• WORK REQUEST: Lines where the string "deny" appears are to be copied from the entries below.

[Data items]
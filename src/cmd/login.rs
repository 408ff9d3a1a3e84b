use anyhow::{Context, Result};
use async_trait::async_trait;
use clap::Args;
use log::info;

use crate::client::config::ClientConfig;
use crate::client::ApiClient;
use crate::config::ConfigArgs;
use crate::session::SessionState;

use super::RunCommand;

/// Authenticate against the portal server and persist the login state.
#[derive(Args)]
pub struct LoginArgs {
    /// Login as this user instead of the configured one.
    pub user: Option<String>,

    #[command(flatten)]
    pub config: ConfigArgs,
}

#[async_trait(?Send)]
impl RunCommand for LoginArgs {
    async fn run(&self) -> Result<()> {
        let cfg: ClientConfig = self.config.load("client")?;
        let user = self.user.as_ref().unwrap_or(&cfg.user);

        let mut client = ApiClient::connect(&cfg.server)?;

        let token = client
            .login(user, &cfg.password)
            .await
            .context("login to server")?;
        client.set_token(token.token.clone());

        // Hydrate the profile before anything reads the session
        let user_data = client.whoami().await.context("fetch profile")?;

        let mut session = SessionState::anonymous();
        session.login(token, user_data);
        cfg.session_file().save(&session)?;

        info!("Session saved");
        println!(
            "Logged in as {} ({})",
            session.user_data.name, session.user_data.role
        );
        Ok(())
    }
}
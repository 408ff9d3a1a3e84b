use anyhow::Result;
use clap::ValueEnum;
use serde::Serialize;

use crate::table::Table;

/// Display style options for list output.
#[derive(Debug, Clone, Copy, ValueEnum)]
pub enum DisplayStyle {
    /// Display data in a formatted table
    Table,
    /// Display data in JSON format
    Json,
    /// Display data in CSV format
    Csv,
}

/// Trait for types that can be displayed in the terminal as rows.
pub trait TerminalDisplay {
    /// Returns the column titles.
    fn titles() -> Vec<&'static str>;
    /// Converts the instance into a row of strings.
    fn row(self) -> Vec<String>;
}

pub fn pretty_json<T: Serialize>(o: T) -> Result<()> {
    println!("{}", serde_json::to_string_pretty(&o)?);
    Ok(())
}

pub fn display_list<T>(items: Vec<T>, style: DisplayStyle, headless: bool) -> Result<()>
where
    T: Serialize + TerminalDisplay,
{
    match style {
        DisplayStyle::Table => {
            if items.is_empty() {
                println!("<empty list>");
                return Ok(());
            }
            let titles = T::titles().iter().map(|s| s.to_string()).collect();
            let mut table = Table::new(titles, headless);
            for item in items {
                table.add(item.row());
            }
            table.show();
        }
        DisplayStyle::Csv => {
            if !headless {
                println!("{}", T::titles().join(","));
            }
            for item in items {
                println!("{}", item.row().join(","));
            }
        }
        DisplayStyle::Json => {
            let json = serde_json::to_string_pretty(&items)?;
            println!("{json}");
        }
    }
    Ok(())
}
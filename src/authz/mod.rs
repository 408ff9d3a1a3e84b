use std::sync::Arc;

use log::warn;

use crate::api::nav::NavItem;
use crate::roles::{Feature, PolicyTable};
use crate::routes::registry::NAV_ITEMS;
use crate::routes::RouteTable;
use crate::session::SessionState;

/// Decides, for the session's current role, whether a page may be opened and
/// whether a feature is available.
///
/// The evaluator is a stateless predicate over two immutable tables; it never
/// mutates the session, and for a fixed (role, pathname) pair it always
/// answers the same. Anything that fails to resolve (unknown role, role
/// without pages, authorized path without a route) resolves to deny.
#[derive(Clone)]
pub struct AccessEvaluator {
    routes: Arc<RouteTable>,
    policies: Arc<PolicyTable>,
}

impl AccessEvaluator {
    pub fn new(routes: Arc<RouteTable>, policies: Arc<PolicyTable>) -> Self {
        Self { routes, policies }
    }

    pub fn policies(&self) -> &PolicyTable {
        &self.policies
    }

    /// May the session's role open the page at `pathname`?
    ///
    /// Candidates are checked in policy order. A candidate equal to the
    /// pathname wins immediately; otherwise the candidate's route pattern is
    /// tried against the pathname. A candidate naming no route is skipped,
    /// never fatal: the remaining candidates still get their chance.
    pub fn is_path_authorized(&self, session: &SessionState, pathname: &str) -> bool {
        let policy = match self.policies.get(&session.user_data.role) {
            Some(policy) => policy,
            None => return false,
        };
        if policy.authorized_paths.is_empty() {
            return false;
        }

        for authorized_path in policy.authorized_paths.iter() {
            if *authorized_path == pathname {
                return true;
            }

            match self.routes.get(authorized_path) {
                Some(route) => {
                    if route.matches(pathname) {
                        return true;
                    }
                }
                None => {
                    warn!(
                        "Role '{}' authorizes '{}', which has no route descriptor",
                        policy.value, authorized_path
                    );
                    continue;
                }
            }
        }

        false
    }

    /// May the session's role use `feature`? Unresolvable roles deny, same
    /// as page checks.
    pub fn is_feature_available(&self, session: &SessionState, feature: Feature) -> bool {
        match self.policies.get(&session.user_data.role) {
            Some(policy) => policy.features.contains(&feature),
            None => false,
        }
    }

    /// The sidebar entries the session's role may navigate to, in
    /// presentation order.
    pub fn navigable_items(&self, session: &SessionState) -> Vec<NavItem> {
        NAV_ITEMS
            .iter()
            .filter(|item| self.is_path_authorized(session, item.href))
            .map(|item| NavItem {
                icon: item.icon.to_string(),
                label: item.label.to_string(),
                href: item.href.to_string(),
            })
            .collect()
    }
}

#[cfg(test)]
mod tests {
    use super::*;
    use crate::roles::PolicyTable;
    use crate::routes::registry::PRIVATE_ROUTES;

    fn evaluator() -> AccessEvaluator {
        let routes = Arc::new(RouteTable::compile(&PRIVATE_ROUTES).unwrap());
        let policies = Arc::new(PolicyTable::build(&routes).unwrap());
        AccessEvaluator::new(routes, policies)
    }

    fn session(role: &str) -> SessionState {
        let mut session = SessionState::anonymous();
        session.token = "token-data".to_string();
        session.user_data.name = "user".to_string();
        session.user_data.role = role.to_string();
        session
    }

    #[test]
    fn test_exact_match_fast_path() {
        let eval = evaluator();
        let session = session("staff");

        // The templated path itself is in the authorized list, so it passes
        // even though no pattern would match it
        assert!(eval.is_path_authorized(&session, "/ideas/:id"));
    }

    #[test]
    fn test_pattern_match_coverage() {
        let eval = evaluator();
        let session = session("staff");

        assert!(eval.is_path_authorized(&session, "/departments/42"));
        assert!(!eval.is_path_authorized(&session, "/departments/abc"));
        assert!(!eval.is_path_authorized(&session, "/departments/42/settings"));
    }

    #[test]
    fn test_exclusion_policy() {
        let eval = evaluator();
        let session = session("department-head");

        assert!(eval.is_path_authorized(&session, "/departments/7/settings"));
        assert!(!eval.is_path_authorized(&session, "/users"));
        assert!(!eval.is_path_authorized(&session, "/categories"));
    }

    #[test]
    fn test_fail_closed_on_unknown_role() {
        let eval = evaluator();
        let session = session("ghost-role");

        assert!(!eval.is_path_authorized(&session, "/"));
        assert!(!eval.is_path_authorized(&session, "/ideas"));
        assert!(!eval.is_feature_available(&session, Feature::SubmitIdeas));
        assert!(eval.navigable_items(&session).is_empty());
    }

    #[test]
    fn test_idempotence() {
        let eval = evaluator();
        let session = session("qa-coordinator");

        let first = eval.is_path_authorized(&session, "/ideas/3/review");
        for _ in 0..10 {
            assert_eq!(eval.is_path_authorized(&session, "/ideas/3/review"), first);
        }
    }

    #[test]
    fn test_role_switch_reactivity() {
        let eval = evaluator();
        let mut session = session("administrator");

        assert!(eval.is_path_authorized(&session, "/users"));

        // No caching between calls: the next check sees the new role
        session.user_data.role = "staff".to_string();
        assert!(!eval.is_path_authorized(&session, "/users"));
    }

    #[test]
    fn test_qa_coordinator_scenario() {
        let eval = evaluator();
        let session = session("qa-coordinator");

        assert!(!eval.is_path_authorized(&session, "/categories"));
        assert!(!eval.is_path_authorized(&session, "/users"));
        assert!(!eval.is_path_authorized(&session, "/departments/5/settings"));
        assert!(eval.is_path_authorized(&session, "/insights"));
        assert!(eval.is_path_authorized(&session, "/ideas/12/review"));
    }

    #[test]
    fn test_features() {
        let eval = evaluator();

        assert!(eval.is_feature_available(&session("administrator"), Feature::ManageUsers));
        assert!(!eval.is_feature_available(&session("staff"), Feature::ReviewIdeas));
        assert!(eval.is_feature_available(&session("staff"), Feature::SubmitIdeas));
    }

    #[test]
    fn test_navigable_items() {
        let eval = evaluator();

        let items = eval.navigable_items(&session("qa-coordinator"));
        let hrefs: Vec<_> = items.iter().map(|i| i.href.as_str()).collect();
        assert_eq!(hrefs, vec!["/", "/ideas", "/departments", "/insights"]);

        let items = eval.navigable_items(&session("administrator"));
        assert_eq!(items.len(), NAV_ITEMS.len());
    }
}
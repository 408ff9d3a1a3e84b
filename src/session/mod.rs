use std::fs;
use std::io;
use std::path::PathBuf;

use anyhow::{Context, Result};
use log::{info, warn};
use serde::{Deserialize, Serialize};

use crate::api::user::{TokenResponse, UserData};
use crate::filelock::{read_file_lock, write_file_lock};
use crate::time::current_timestamp;

/// The authenticated principal the portal is currently acting for.
///
/// An empty token means nobody is signed in; the router then only serves the
/// public tree. The evaluator re-reads this on every check, so swapping the
/// session takes effect on the very next call.
#[derive(Debug, Clone, Default, PartialEq, Serialize, Deserialize)]
pub struct SessionState {
    #[serde(default)]
    pub token: String,

    #[serde(default)]
    pub expire_after: u64,

    #[serde(default)]
    pub user_data: UserData,
}

impl SessionState {
    /// The session of a visitor that has not signed in.
    pub fn anonymous() -> Self {
        Self::default()
    }

    pub fn authenticated(token: String, user_data: UserData) -> Self {
        Self {
            token,
            expire_after: 0,
            user_data,
        }
    }

    pub fn is_authenticated(&self) -> bool {
        !self.token.is_empty()
    }

    pub fn login(&mut self, token: TokenResponse, user_data: UserData) {
        self.token = token.token;
        self.expire_after = token.expire_after;
        self.user_data = user_data;
    }

    pub fn clear(&mut self) {
        *self = Self::default();
    }
}

/// Persists the login state across runs, the way the web app keeps it in
/// browser storage under its fixed key. Reads and writes go through a file
/// lock.
pub struct SessionFile {
    path: PathBuf,
}

impl SessionFile {
    const FILE_NAME: &'static str = "login_state.json";

    pub fn new(data_dir: &std::path::Path) -> Self {
        Self {
            path: data_dir.join(Self::FILE_NAME),
        }
    }

    /// Loads the persisted session. Anything unusable (missing file, invalid
    /// json, expired token) degrades to the anonymous session rather than
    /// failing the command.
    pub fn load(&self) -> Result<SessionState> {
        let data = match read_file_lock(&self.path)? {
            Some(data) => data,
            None => return Ok(SessionState::anonymous()),
        };

        let state: SessionState = match serde_json::from_slice(&data) {
            Ok(state) => state,
            Err(_) => {
                warn!("Login state file has invalid data, we will ignore it");
                return Ok(SessionState::anonymous());
            }
        };

        if !state.is_authenticated() {
            return Ok(SessionState::anonymous());
        }

        if state.expire_after > 0 && current_timestamp() >= state.expire_after {
            info!("Login state has expired, please login again");
            return Ok(SessionState::anonymous());
        }

        Ok(state)
    }

    pub fn save(&self, state: &SessionState) -> Result<()> {
        let data = serde_json::to_vec(state)?;
        write_file_lock(&self.path, &data)
            .with_context(|| format!("write login state file: {}", self.path.display()))?;
        Ok(())
    }

    /// Drops the persisted session. Missing file is fine; logout is
    /// idempotent.
    pub fn clear(&self) -> Result<()> {
        match fs::remove_file(&self.path) {
            Ok(()) => Ok(()),
            Err(err) if err.kind() == io::ErrorKind::NotFound => Ok(()),
            Err(err) => {
                Err(err).with_context(|| format!("remove login state: {}", self.path.display()))
            }
        }
    }
}
use anyhow::{bail, Result};
use async_trait::async_trait;
use clap::Args;

use crate::config::ConfigArgs;

use super::RunCommand;

/// Check if the currently logged-in role may open a page or use a feature.
#[derive(Args)]
pub struct CaniArgs {
    /// Pathname to check, e.g. "/departments/42".
    pub path: Option<String>,

    /// Feature token to check instead of a pathname, e.g. "export-reports".
    #[arg(long)]
    pub feature: Option<String>,

    #[command(flatten)]
    pub config: ConfigArgs,
}

#[async_trait(?Send)]
impl RunCommand for CaniArgs {
    async fn run(&self) -> Result<()> {
        let client = super::build_session_client(&self.config)?;

        let allow = match (&self.path, &self.feature) {
            (Some(path), None) => client.cani_path(path).await?,
            (None, Some(feature)) => client.cani_feature(feature).await?,
            _ => bail!("please provide either a pathname or --feature"),
        };

        println!("{allow}");
        Ok(())
    }
}
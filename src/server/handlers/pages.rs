use std::sync::Arc;

use actix_web::web::{Data, Path};
use actix_web::{HttpRequest, HttpResponse};
use log::debug;

use crate::api::nav::{PageInfo, PageResolution};
use crate::api::Response;
use crate::router::Dispatch;
use crate::server::auth::{auth_request_raw, AuthResult};
use crate::server::context::ServerContext;
use crate::server::handlers::convert_response;
use crate::session::SessionState;

/// Resolves a pathname the way the web application's router does.
///
/// Unauthenticated callers are not rejected here: they are served from the
/// public tree. Anything that resolves nowhere answers with the active
/// tree's default path, never an error.
pub async fn get_page(
    req: HttpRequest,
    path: Path<String>,
    sc: Data<Arc<ServerContext>>,
) -> HttpResponse {
    let session = match auth_request_raw(sc.as_ref(), &req) {
        AuthResult::Ok(session) => session,
        AuthResult::Failed(_) => SessionState::anonymous(),
    };

    let pathname = format!("/{}", path.trim_start_matches('/'));

    let resolution = match sc.router.dispatch(&session, &pathname) {
        Dispatch::Page(route) => PageResolution {
            page: Some(PageInfo {
                path: route.spec.path.to_string(),
                label: route.spec.label.to_string(),
                view: route.spec.view.to_string(),
            }),
            redirect: None,
        },
        Dispatch::Redirect(to) => PageResolution {
            page: None,
            redirect: Some(to.to_string()),
        },
    };

    debug!(
        "Dispatch '{pathname}' for role '{}': page={:?} redirect={:?}",
        session.user_data.role,
        resolution.page.as_ref().map(|p| p.view.as_str()),
        resolution.redirect
    );
    convert_response::<PageResolution>(Response::with_data(resolution))
}
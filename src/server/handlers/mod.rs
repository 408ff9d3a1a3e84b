pub mod healthz;
pub mod nav;
pub mod pages;
pub mod routes;
pub mod token;
pub mod user;

use actix_web::HttpResponse;
use serde::{de::DeserializeOwned, Serialize};

use crate::api::{self, Response};

pub fn convert_response<T>(resp: Response<T>) -> HttpResponse
where
    T: Serialize + DeserializeOwned,
{
    let mut http_resp = match resp.code {
        api::STATUS_OK => HttpResponse::Ok(),
        api::STATUS_BAD_REQUEST => HttpResponse::BadRequest(),
        api::STATUS_UNAUTHORIZED => HttpResponse::Unauthorized(),
        api::STATUS_FORBIDDEN => HttpResponse::Forbidden(),
        api::STATUS_NOT_FOUND => HttpResponse::NotFound(),
        _ => HttpResponse::InternalServerError(),
    };
    http_resp.json(resp)
}
use anyhow::Result;
use async_trait::async_trait;
use clap::Args;

use crate::config::ConfigArgs;
use crate::display::{self, DisplayStyle};
use crate::router::Router;

use super::RunCommand;

/// List the flattened private route registry.
#[derive(Args)]
pub struct RoutesArgs {
    /// The display style.
    #[arg(short, long, default_value = "table")]
    pub output: DisplayStyle,

    /// Do not show the header row.
    #[arg(long)]
    pub headless: bool,

    /// Query the server instead of the local registry.
    #[arg(long)]
    pub remote: bool,

    #[command(flatten)]
    pub config: ConfigArgs,
}

#[async_trait(?Send)]
impl RunCommand for RoutesArgs {
    async fn run(&self) -> Result<()> {
        let items = if self.remote {
            let client = super::build_session_client(&self.config)?;
            client.routes().await?
        } else {
            let router = Router::load()?;
            router
                .private_routes()
                .routes()
                .iter()
                .map(|route| route.info())
                .collect()
        };

        display::display_list(items, self.output, self.headless)
    }
}
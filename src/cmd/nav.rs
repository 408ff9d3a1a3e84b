use anyhow::Result;
use async_trait::async_trait;
use clap::Args;

use crate::config::ConfigArgs;
use crate::display::{self, DisplayStyle};

use super::RunCommand;

/// List the navigation entries the current role may open.
#[derive(Args)]
pub struct NavArgs {
    /// The display style.
    #[arg(short, long, default_value = "table")]
    pub output: DisplayStyle,

    /// Do not show the header row.
    #[arg(long)]
    pub headless: bool,

    #[command(flatten)]
    pub config: ConfigArgs,
}

#[async_trait(?Send)]
impl RunCommand for NavArgs {
    async fn run(&self) -> Result<()> {
        let client = super::build_session_client(&self.config)?;

        let items = client.nav().await?;
        display::display_list(items, self.output, self.headless)
    }
}
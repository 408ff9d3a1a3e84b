mod basic;
mod bearer_token;

pub mod jwt;
pub mod rsa;

use actix_web::HttpRequest;

use crate::api;
use crate::session::SessionState;

use super::context::ServerContext;

/// Authenticates the request inside a handler, early-returning a 401 envelope
/// when the caller cannot be identified. Evaluates to the caller's
/// [`SessionState`].
#[macro_export]
macro_rules! auth_request {
    ($sc:expr, $req:expr) => {
        match $crate::server::auth::auth_request_raw($sc, &$req) {
            $crate::server::auth::AuthResult::Ok(session) => session,
            $crate::server::auth::AuthResult::Failed(msg) => {
                return $crate::server::handlers::convert_response::<()>(
                    $crate::api::Response::unauthorized(msg),
                )
            }
        }
    };
}

pub enum AuthResult {
    Ok(SessionState),
    Failed(String),
}

impl AuthResult {
    fn failed(msg: impl ToString) -> Self {
        Self::Failed(msg.to_string())
    }
}

/// Resolves the request's Authorization header to a session.
///
/// `Basic name:base64(password)` is checked against the account table and is
/// how the token endpoint bootstraps a session; `Bearer <jwt>` is what every
/// other endpoint expects. The resulting session carries the raw credential
/// as its token, so a session produced here is never anonymous.
pub fn auth_request_raw(sc: &ServerContext, req: &HttpRequest) -> AuthResult {
    let auth_header = match req.headers().get(api::HEADER_AUTHORIZATION) {
        Some(header) => match header.to_str() {
            Ok(s) => s.to_string(),
            Err(_) => return AuthResult::failed("invalid authorization header value"),
        },
        None => return AuthResult::failed("missing authorization"),
    };

    let fields = auth_header.split_whitespace().collect::<Vec<&str>>();
    if fields.len() != 2 {
        return AuthResult::failed("invalid authorization header format");
    }

    let auth_type = fields[0];
    let auth = fields[1].to_string();

    let result = match auth_type.to_lowercase().as_str() {
        "basic" => basic::auth_basic(sc, auth.clone()),
        "bearer" => bearer_token::auth_bearer_token(sc, auth.clone()),
        _ => return AuthResult::failed("unsupported authorization type"),
    };

    match result {
        Ok(user) => AuthResult::Ok(SessionState::authenticated(auth, user)),
        Err(e) => AuthResult::Failed(format!("{} auth failed: {e:#}", auth_type.to_lowercase())),
    }
}
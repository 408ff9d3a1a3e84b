use anyhow::Result;
use async_trait::async_trait;
use clap::Args;

use crate::client::config::ClientConfig;
use crate::client::ApiClient;
use crate::config::ConfigArgs;

use super::RunCommand;

/// Display client and server versions.
#[derive(Args)]
pub struct VersionArgs {
    #[command(flatten)]
    pub config: ConfigArgs,
}

#[async_trait(?Send)]
impl RunCommand for VersionArgs {
    async fn run(&self) -> Result<()> {
        println!("Client version: {}", env!("CARGO_PKG_VERSION"));

        let cfg: ClientConfig = self.config.load("client")?;
        let client = ApiClient::connect(&cfg.server)?;
        match client.healthz().await {
            Ok(resp) => println!("Server version: {}", resp.version),
            Err(_) => println!("Server version: Unknown"),
        }

        Ok(())
    }
}
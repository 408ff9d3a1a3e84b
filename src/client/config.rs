use anyhow::{bail, Result};
use serde::{Deserialize, Serialize};

use crate::config::{expandenv, CommonConfig, PathSet};
use crate::session::SessionFile;

#[derive(Debug, Deserialize, Serialize, Clone)]
pub struct ClientConfig {
    #[serde(default = "ClientConfig::default_server")]
    pub server: String,

    #[serde(default = "ClientConfig::default_user")]
    pub user: String,

    #[serde(default = "ClientConfig::default_password")]
    pub password: String,

    #[serde(skip)]
    data_dir: Option<std::path::PathBuf>,
}

impl Default for ClientConfig {
    fn default() -> Self {
        Self {
            server: Self::default_server(),
            user: Self::default_user(),
            password: Self::default_password(),
            data_dir: None,
        }
    }
}

impl CommonConfig for ClientConfig {
    fn complete(&mut self, ps: &PathSet) -> Result<()> {
        // The url is validated when the client connects
        self.server = expandenv("server", &self.server)?;
        if self.server.is_empty() {
            bail!("server cannot be empty");
        }

        self.user = expandenv("user", &self.user)?;
        if self.user.is_empty() {
            bail!("user cannot be empty");
        }

        self.password = expandenv("password", &self.password)?;
        if self.password.is_empty() {
            bail!("password cannot be empty");
        }

        self.data_dir = Some(ps.data_dir.clone());
        Ok(())
    }
}

impl ClientConfig {
    pub fn session_file(&self) -> SessionFile {
        let dir = self
            .data_dir
            .clone()
            .unwrap_or_else(|| std::path::PathBuf::from("."));
        SessionFile::new(&dir)
    }

    fn default_server() -> String {
        String::from("http://127.0.0.1:9960")
    }

    fn default_user() -> String {
        String::from("admin")
    }

    fn default_password() -> String {
        String::from("admin_password123")
    }
}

• THE COMPLETED TASK:
/// without pages, authorized path without a route) resolves to deny.
    /// May the session's role use `feature`? Unresolvable roles deny, same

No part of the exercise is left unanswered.